When I was in a primary school, I remember we were drawing little tables in Math lessons to find **the least common multiple** or **the greatest common divisor**. These looked like this:

A few years later, when I was learning programming the same tasks were used as a programming exercise, in order to practise looping, accumulating and algorithmic thinking. After even more years have passed, here we are figuring out the same concept but for the Project Euler 🥸

The Problem$2520$ is the smallest number that can be divided by each of the numbers from $1$ to $10$ without any remainder.

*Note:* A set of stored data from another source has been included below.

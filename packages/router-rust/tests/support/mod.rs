//! Shared fixtures for the router integration tests.

#![allow(dead_code)]

use std::sync::atomic::{AtomicUsize, Ordering};
use std::sync::Arc;
use std::time::Duration;

use async_trait::async_trait;
use parking_lot::Mutex;
use switchyard_core::{
    modes, ImplementationDescriptor, ImplementationScope, InMemoryConfiguration, InMemoryFlags,
    InvocationContext, InvocationFailure, ResolveError, RoutingError, ScopeFactory, SelectionModeRegistry,
    SelectionSource, TelemetryProvider, TelemetryScope, TrialRegistrationBuilder,
};
use switchyard_router::ImplementationCatalog;

/// Configuration path read by the configuration-value mode in these tests.
pub const SELECTOR: &str = "greeter.variant";

// ---------------------------------------------------------------------------
// Greeter interface
// ---------------------------------------------------------------------------

#[derive(Debug, Clone, PartialEq, thiserror::Error)]
pub enum GreetError {
    #[error("{0} failed")]
    Failed(String),
    #[error("routing: {0}")]
    Routing(String),
}

impl From<RoutingError> for GreetError {
    fn from(error: RoutingError) -> Self {
        Self::Routing(error.to_string())
    }
}

#[async_trait]
pub trait Greeter: Send + Sync {
    async fn greet(&self, name: String) -> Result<String, GreetError>;
}

switchyard_router::route_methods! {
    impl Greeter {
        async fn greet(&self, name: String) -> Result<String, GreetError>;
    }
}

/// How a scripted implementation answers.
#[derive(Debug, Clone, Copy)]
pub enum Behavior {
    Succeed,
    Fail,
    Delay(Duration),
    Hang,
}

/// Implementation names in the order they were invoked.
pub type CallLog = Arc<Mutex<Vec<&'static str>>>;

pub struct Scripted {
    name: &'static str,
    behavior: Behavior,
    log: CallLog,
}

#[async_trait]
impl Greeter for Scripted {
    async fn greet(&self, name: String) -> Result<String, GreetError> {
        self.log.lock().push(self.name);
        match self.behavior {
            Behavior::Succeed => Ok(format!("{} greets {name}", self.name)),
            Behavior::Fail => Err(GreetError::Failed(self.name.to_string())),
            Behavior::Delay(delay) => {
                tokio::time::sleep(delay).await;
                Ok(format!("{} greets {name}", self.name))
            }
            Behavior::Hang => std::future::pending().await,
        }
    }
}

/// Catalog whose implementations append their name to the returned log.
pub fn catalog(implementations: &[(&'static str, Behavior)]) -> (ImplementationCatalog<dyn Greeter>, CallLog) {
    let log = CallLog::default();
    let catalog = ImplementationCatalog::<dyn Greeter>::new();
    for &(name, behavior) in implementations {
        let log = Arc::clone(&log);
        catalog.register(name, move || {
            Arc::new(Scripted {
                name,
                behavior,
                log: Arc::clone(&log),
            }) as Arc<dyn Greeter>
        });
    }
    (catalog, log)
}

/// Registration selecting through the configuration-value mode at [`SELECTOR`].
/// Keys are lowercase, implementations the same letter in uppercase.
pub fn registration(default_key: &str, keys: &[&str]) -> TrialRegistrationBuilder {
    let mut builder = switchyard_core::TrialRegistration::builder("greeter").mode(modes::CONFIGURATION_VALUE, SELECTOR);
    for key in keys {
        let implementation = key.to_uppercase();
        builder = if *key == default_key {
            builder.default_trial(*key, implementation)
        } else {
            builder.trial(*key, implementation)
        };
    }
    builder
}

/// Default modes with the configuration value at [`SELECTOR`] set to `selected`.
pub fn modes_selecting(selected: &str) -> Arc<SelectionModeRegistry> {
    let config = InMemoryConfiguration::new();
    config.set(SELECTOR, selected);
    Arc::new(SelectionModeRegistry::with_defaults(
        Arc::new(InMemoryFlags::new()),
        Arc::new(config),
    ))
}

// ---------------------------------------------------------------------------
// Scope accounting
// ---------------------------------------------------------------------------

/// Wraps a catalog and counts scopes created and disposed.
pub struct CountingScopes {
    inner: ImplementationCatalog<dyn Greeter>,
    created: Arc<AtomicUsize>,
    disposed: Arc<AtomicUsize>,
}

impl CountingScopes {
    pub fn new(inner: ImplementationCatalog<dyn Greeter>) -> Self {
        Self {
            inner,
            created: Arc::new(AtomicUsize::new(0)),
            disposed: Arc::new(AtomicUsize::new(0)),
        }
    }

    pub fn created(&self) -> usize {
        self.created.load(Ordering::SeqCst)
    }

    pub fn disposed(&self) -> usize {
        self.disposed.load(Ordering::SeqCst)
    }
}

impl ScopeFactory<dyn Greeter> for CountingScopes {
    fn create_scope(&self) -> Box<dyn ImplementationScope<dyn Greeter>> {
        self.created.fetch_add(1, Ordering::SeqCst);
        Box::new(CountingScope {
            inner: self.inner.create_scope(),
            disposed: Arc::clone(&self.disposed),
        })
    }
}

struct CountingScope {
    inner: Box<dyn ImplementationScope<dyn Greeter>>,
    disposed: Arc<AtomicUsize>,
}

#[async_trait]
impl ImplementationScope<dyn Greeter> for CountingScope {
    async fn resolve(&mut self, descriptor: &ImplementationDescriptor) -> Result<Arc<dyn Greeter>, ResolveError> {
        self.inner.resolve(descriptor).await
    }

    fn dispose(&mut self) {
        self.disposed.fetch_add(1, Ordering::SeqCst);
        self.inner.dispose();
    }
}

// ---------------------------------------------------------------------------
// Telemetry recording
// ---------------------------------------------------------------------------

/// Telemetry provider that keeps every event as a line of text.
#[derive(Clone, Default)]
pub struct Recorder {
    events: Arc<Mutex<Vec<String>>>,
}

impl Recorder {
    pub fn events(&self) -> Vec<String> {
        self.events.lock().clone()
    }

    /// Keys passed to `record_fallback`, in order.
    pub fn fallbacks(&self) -> Vec<String> {
        self.events
            .lock()
            .iter()
            .filter_map(|event| event.strip_prefix("fallback ").map(str::to_string))
            .collect()
    }
}

impl TelemetryProvider for Recorder {
    fn start_invocation(&self, _ctx: &InvocationContext) -> Box<dyn TelemetryScope> {
        Box::new(RecordingScope {
            events: Arc::clone(&self.events),
        })
    }
}

struct RecordingScope {
    events: Arc<Mutex<Vec<String>>>,
}

impl TelemetryScope for RecordingScope {
    fn record_variant(&mut self, key: &str, source: SelectionSource) {
        self.events.lock().push(format!("variant {key} {source}"));
    }

    fn record_fallback(&mut self, key: &str) {
        self.events.lock().push(format!("fallback {key}"));
    }

    fn record_attempt_failure(&mut self, key: &str, failure: &InvocationFailure) {
        self.events
            .lock()
            .push(format!("attempt_failure {key} {}", failure.kind()));
    }

    fn record_success(&mut self) {
        self.events.lock().push("success".to_string());
    }

    fn record_failure(&mut self, failure: &InvocationFailure) {
        self.events.lock().push(format!("failure {}", failure.kind()));
    }

    fn dispose(&mut self) {
        self.events.lock().push("dispose".to_string());
    }
}
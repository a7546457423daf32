//! Resolves the key of the primary attempt.
//!
//! Selection never fails a call: an unknown mode, a provider error, no opinion,
//! or a key outside the trial all resolve to the default key.

use switchyard_core::{
    InactiveReason, SelectionContext, SelectionModeRegistry, SelectionSource, TrialRegistration,
};

/// The key chosen for the primary attempt and where it came from.
#[derive(Debug, Clone, PartialEq, Eq)]
pub struct Selection {
    pub key: String,
    pub source: SelectionSource,
}

impl Selection {
    fn default_for(registration: &TrialRegistration, source: SelectionSource) -> Self {
        Self {
            key: registration.default_key().to_string(),
            source,
        }
    }

    /// Default key because the trial is inactive; no provider is consulted.
    #[must_use]
    pub fn inactive(registration: &TrialRegistration, reason: InactiveReason) -> Self {
        Self::default_for(registration, SelectionSource::Inactive(reason))
    }
}

/// Asks the registration's selection mode for a key.
pub async fn select(
    modes: &SelectionModeRegistry,
    registration: &TrialRegistration,
    method_name: &'static str,
) -> Selection {
    let service = registration.service_type();
    let mode = registration.mode_identifier();

    let Some(provider) = modes.get(mode) else {
        tracing::warn!(
            service = %service,
            mode = %mode,
            "selection mode not registered, using default key"
        );
        return Selection::default_for(registration, SelectionSource::Default);
    };

    let ctx = SelectionContext::new(registration, method_name);
    match provider.select_key(&ctx).await {
        Ok(Some(key)) if registration.contains_key(&key) => {
            tracing::debug!(service = %service, mode = %mode, key = %key, "key selected");
            Selection {
                key,
                source: SelectionSource::Provider,
            }
        }
        Ok(Some(key)) => {
            tracing::warn!(
                service = %service,
                mode = %mode,
                key = %key,
                "selected key is not a trial key, using default key"
            );
            Selection::default_for(registration, SelectionSource::Default)
        }
        Ok(None) => {
            tracing::debug!(service = %service, mode = %mode, "no key selected, using default key");
            Selection::default_for(registration, SelectionSource::Default)
        }
        Err(error) => {
            tracing::warn!(
                service = %service,
                mode = %mode,
                error = %error,
                "selection failed, using default key"
            );
            Selection::default_for(registration, SelectionSource::Default)
        }
    }
}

What is the smallest positive number that is evenly divisible by all of the numbers from $1$ to $20$ ?

## The Least Common Multiple

### The Simplest Solution

What we need to do is to calculate LCM (the least common multiple) for given numbers range. The simplest approach is quite straight forward. Let's see the code:

```
fun getLeastCommonMultiple(): Long {
val rangeEnd = 20
val input = (2..rangeEnd).toList()
var smallestMultiple = rangeEnd
while (!smallestMultiple.isDividable(input)) {
smallestMultiple += rangeEnd
}
return smallestMultiple
}
fun Long.isDividable(input: List<Int>): Boolean =
input.all { mod(it) == 0 }
```

I decided to use explicit values here, because the problem is well defined and we don't need more general solution, but in that case we could easily parametrize the whole method.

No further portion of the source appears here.